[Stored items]
= Beginning of Section =

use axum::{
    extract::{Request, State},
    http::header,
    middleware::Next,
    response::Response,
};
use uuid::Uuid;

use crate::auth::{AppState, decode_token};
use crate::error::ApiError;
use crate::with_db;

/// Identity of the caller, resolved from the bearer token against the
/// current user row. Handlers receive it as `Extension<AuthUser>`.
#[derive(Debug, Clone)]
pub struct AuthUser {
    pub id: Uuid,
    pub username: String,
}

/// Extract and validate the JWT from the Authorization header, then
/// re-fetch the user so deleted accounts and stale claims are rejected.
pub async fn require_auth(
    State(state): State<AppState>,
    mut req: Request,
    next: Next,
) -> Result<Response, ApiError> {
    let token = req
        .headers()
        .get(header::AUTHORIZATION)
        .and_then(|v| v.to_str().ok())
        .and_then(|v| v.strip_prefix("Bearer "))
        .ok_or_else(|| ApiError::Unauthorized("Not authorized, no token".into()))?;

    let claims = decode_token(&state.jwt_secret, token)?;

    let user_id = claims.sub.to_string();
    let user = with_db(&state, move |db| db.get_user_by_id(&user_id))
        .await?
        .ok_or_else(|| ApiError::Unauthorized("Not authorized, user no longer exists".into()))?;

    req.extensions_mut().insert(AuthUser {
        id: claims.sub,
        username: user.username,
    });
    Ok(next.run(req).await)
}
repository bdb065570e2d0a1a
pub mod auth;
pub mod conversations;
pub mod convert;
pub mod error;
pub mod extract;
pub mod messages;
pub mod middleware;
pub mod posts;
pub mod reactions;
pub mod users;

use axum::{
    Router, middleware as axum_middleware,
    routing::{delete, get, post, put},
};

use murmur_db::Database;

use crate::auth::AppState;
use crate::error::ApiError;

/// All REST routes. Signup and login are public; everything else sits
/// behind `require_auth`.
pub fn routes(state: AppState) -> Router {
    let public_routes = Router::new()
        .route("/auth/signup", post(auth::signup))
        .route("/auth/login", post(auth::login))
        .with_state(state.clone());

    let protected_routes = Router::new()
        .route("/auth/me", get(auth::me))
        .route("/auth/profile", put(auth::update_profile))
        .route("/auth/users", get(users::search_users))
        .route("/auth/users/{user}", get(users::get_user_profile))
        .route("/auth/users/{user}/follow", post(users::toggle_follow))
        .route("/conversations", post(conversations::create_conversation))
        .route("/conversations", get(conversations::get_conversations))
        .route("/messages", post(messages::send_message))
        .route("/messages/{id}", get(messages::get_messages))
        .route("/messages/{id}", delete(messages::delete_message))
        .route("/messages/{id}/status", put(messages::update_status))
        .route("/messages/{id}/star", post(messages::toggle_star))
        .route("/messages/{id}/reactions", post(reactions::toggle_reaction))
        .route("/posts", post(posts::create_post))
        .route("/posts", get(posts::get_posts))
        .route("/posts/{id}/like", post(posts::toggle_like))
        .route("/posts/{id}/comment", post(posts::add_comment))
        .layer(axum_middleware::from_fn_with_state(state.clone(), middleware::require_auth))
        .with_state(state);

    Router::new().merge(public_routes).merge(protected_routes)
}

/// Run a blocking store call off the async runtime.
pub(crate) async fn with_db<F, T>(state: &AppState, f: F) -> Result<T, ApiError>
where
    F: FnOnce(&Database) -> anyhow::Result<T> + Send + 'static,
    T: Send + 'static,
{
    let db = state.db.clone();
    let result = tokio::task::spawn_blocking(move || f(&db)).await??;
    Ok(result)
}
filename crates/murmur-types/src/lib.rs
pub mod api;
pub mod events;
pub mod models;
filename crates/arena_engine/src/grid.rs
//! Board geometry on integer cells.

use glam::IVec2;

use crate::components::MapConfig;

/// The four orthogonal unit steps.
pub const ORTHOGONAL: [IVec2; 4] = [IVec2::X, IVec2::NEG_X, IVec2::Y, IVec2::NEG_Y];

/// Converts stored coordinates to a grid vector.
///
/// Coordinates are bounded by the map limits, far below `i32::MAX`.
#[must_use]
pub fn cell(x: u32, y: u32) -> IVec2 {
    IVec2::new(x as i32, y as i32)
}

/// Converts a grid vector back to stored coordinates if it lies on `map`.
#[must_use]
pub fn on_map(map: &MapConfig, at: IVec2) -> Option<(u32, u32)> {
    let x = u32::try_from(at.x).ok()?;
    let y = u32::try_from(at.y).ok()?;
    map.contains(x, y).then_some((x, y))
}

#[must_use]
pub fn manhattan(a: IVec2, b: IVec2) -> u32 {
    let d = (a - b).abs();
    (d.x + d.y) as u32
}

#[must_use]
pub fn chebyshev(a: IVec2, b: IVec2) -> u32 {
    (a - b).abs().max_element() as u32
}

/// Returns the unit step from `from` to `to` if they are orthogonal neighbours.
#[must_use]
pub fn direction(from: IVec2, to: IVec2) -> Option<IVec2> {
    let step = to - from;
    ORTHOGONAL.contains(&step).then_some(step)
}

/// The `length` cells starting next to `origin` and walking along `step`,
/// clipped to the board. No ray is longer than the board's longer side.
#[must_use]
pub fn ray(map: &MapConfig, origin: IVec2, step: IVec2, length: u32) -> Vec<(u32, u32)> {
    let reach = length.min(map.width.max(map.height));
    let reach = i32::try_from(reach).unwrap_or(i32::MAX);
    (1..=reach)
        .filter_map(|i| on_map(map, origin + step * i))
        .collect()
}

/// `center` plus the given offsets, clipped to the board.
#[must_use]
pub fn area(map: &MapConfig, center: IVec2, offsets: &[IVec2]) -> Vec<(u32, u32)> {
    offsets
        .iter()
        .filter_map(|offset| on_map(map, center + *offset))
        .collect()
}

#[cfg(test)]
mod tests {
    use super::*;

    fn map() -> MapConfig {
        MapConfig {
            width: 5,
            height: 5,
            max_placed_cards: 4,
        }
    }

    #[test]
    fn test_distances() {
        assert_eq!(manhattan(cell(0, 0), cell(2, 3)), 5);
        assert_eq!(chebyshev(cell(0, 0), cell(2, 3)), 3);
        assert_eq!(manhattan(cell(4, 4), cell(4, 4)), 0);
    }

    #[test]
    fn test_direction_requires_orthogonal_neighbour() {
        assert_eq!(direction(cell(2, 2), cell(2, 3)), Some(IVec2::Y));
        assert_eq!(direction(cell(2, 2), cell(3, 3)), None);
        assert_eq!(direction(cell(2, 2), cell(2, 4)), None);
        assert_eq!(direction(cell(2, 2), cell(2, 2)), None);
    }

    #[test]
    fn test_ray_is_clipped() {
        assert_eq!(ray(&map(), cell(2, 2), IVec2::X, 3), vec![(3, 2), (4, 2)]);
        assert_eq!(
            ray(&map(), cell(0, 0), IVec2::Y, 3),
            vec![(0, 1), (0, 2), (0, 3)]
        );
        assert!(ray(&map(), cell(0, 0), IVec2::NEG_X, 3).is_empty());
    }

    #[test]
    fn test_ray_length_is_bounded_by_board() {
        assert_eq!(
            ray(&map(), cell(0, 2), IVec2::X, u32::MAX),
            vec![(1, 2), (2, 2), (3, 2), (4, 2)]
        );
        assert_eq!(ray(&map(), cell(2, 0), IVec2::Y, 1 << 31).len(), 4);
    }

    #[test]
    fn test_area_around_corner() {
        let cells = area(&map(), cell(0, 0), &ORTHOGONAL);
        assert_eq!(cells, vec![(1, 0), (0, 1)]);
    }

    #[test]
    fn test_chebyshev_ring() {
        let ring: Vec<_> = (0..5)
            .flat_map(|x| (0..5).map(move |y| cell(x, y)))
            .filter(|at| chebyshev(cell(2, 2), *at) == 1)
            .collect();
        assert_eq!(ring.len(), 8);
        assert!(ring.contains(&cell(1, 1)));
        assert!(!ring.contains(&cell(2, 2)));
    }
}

= End of Section =
= Beginning of Section =

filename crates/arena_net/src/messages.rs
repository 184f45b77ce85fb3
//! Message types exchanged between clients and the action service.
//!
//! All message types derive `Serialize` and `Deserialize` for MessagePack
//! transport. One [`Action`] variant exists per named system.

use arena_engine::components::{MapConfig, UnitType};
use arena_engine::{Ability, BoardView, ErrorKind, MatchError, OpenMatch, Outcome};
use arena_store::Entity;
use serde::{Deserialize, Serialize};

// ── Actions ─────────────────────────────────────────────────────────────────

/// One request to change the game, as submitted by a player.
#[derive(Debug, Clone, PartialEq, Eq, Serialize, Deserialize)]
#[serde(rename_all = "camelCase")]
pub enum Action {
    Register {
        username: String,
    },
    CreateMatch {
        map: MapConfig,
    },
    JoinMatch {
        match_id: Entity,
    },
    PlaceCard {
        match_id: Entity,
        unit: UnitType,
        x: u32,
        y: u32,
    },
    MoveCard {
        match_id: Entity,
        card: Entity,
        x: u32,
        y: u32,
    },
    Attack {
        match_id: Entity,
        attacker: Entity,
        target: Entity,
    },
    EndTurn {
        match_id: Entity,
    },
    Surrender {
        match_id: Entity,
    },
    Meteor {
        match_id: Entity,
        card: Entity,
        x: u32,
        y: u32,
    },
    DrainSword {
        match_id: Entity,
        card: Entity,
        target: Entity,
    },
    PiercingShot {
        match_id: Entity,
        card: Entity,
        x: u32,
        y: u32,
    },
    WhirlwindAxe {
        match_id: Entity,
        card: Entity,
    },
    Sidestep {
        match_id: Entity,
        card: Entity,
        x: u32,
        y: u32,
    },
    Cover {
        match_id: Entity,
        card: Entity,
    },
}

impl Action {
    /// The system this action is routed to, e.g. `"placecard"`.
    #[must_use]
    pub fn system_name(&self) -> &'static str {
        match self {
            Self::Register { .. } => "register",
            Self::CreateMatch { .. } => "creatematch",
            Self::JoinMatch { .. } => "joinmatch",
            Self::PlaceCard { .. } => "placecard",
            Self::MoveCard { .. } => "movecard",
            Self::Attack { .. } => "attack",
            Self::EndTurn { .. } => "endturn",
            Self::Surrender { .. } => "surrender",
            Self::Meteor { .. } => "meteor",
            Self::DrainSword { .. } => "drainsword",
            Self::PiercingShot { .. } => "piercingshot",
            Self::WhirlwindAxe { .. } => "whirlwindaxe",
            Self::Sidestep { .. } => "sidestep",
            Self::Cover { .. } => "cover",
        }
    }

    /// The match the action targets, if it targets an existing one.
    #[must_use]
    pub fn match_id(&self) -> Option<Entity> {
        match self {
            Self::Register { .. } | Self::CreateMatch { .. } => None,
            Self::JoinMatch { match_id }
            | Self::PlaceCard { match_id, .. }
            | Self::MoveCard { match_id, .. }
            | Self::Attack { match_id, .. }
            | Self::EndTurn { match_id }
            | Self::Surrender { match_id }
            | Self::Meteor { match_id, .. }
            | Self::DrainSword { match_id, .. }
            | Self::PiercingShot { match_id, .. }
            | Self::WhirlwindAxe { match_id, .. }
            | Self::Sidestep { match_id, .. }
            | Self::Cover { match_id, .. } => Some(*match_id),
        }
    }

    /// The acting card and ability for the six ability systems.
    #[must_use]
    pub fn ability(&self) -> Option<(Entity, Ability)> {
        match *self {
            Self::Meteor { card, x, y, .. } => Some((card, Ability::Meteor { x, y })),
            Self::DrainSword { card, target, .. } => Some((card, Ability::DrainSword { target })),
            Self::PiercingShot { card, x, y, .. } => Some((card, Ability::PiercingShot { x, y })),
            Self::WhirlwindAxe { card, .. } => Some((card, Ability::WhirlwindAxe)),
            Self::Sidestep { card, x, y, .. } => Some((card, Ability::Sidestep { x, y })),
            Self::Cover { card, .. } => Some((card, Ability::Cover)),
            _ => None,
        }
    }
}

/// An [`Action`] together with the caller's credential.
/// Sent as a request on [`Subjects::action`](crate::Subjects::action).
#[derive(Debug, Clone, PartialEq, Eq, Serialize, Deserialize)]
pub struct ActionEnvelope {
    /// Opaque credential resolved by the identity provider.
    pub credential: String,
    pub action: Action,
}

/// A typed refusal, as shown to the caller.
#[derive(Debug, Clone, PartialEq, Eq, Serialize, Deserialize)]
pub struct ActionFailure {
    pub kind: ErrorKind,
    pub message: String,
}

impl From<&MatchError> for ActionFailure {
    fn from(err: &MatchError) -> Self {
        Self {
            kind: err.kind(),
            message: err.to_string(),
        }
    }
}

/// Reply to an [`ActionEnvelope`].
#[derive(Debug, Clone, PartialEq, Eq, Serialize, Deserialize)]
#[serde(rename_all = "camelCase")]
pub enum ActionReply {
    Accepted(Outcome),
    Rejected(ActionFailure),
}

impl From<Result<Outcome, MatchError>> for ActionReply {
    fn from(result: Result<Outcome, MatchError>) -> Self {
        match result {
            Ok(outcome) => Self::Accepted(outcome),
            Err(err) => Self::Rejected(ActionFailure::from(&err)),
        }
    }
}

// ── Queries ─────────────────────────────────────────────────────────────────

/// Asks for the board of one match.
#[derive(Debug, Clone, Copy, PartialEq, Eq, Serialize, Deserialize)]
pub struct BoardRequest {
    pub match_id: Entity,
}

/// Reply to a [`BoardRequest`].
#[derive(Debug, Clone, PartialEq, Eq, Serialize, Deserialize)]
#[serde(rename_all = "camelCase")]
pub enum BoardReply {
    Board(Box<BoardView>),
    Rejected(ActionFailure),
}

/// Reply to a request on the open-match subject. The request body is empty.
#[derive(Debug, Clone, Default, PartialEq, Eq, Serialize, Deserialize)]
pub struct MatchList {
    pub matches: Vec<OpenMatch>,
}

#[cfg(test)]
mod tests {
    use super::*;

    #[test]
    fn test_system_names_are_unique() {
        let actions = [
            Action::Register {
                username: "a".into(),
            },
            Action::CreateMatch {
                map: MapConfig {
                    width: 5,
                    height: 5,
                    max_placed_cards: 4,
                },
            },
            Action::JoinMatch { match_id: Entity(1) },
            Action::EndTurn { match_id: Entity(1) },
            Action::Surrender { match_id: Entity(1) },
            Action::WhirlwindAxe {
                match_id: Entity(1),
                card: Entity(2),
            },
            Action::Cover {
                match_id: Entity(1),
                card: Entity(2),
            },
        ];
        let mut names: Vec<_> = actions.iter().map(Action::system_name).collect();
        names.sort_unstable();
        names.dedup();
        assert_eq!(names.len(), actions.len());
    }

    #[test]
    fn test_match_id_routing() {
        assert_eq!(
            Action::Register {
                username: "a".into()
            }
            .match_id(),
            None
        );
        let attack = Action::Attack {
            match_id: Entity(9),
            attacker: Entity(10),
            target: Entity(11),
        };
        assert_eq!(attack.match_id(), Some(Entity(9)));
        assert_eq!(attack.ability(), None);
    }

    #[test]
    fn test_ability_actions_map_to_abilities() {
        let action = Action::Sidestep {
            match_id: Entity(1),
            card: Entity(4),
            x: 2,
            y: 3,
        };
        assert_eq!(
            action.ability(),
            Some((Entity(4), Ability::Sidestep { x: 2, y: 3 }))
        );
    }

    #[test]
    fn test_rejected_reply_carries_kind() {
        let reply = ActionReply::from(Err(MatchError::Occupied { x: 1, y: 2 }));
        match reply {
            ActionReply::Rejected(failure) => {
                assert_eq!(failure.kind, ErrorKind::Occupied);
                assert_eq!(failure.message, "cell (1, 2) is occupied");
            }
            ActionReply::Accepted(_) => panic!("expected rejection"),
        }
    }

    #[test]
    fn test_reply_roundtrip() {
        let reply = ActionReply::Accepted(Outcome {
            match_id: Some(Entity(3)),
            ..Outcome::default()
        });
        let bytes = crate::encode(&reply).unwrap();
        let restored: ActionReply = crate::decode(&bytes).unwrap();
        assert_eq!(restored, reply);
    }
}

= End of Section =

Scan the data for lines with the word "iter". Report only how many there are.

2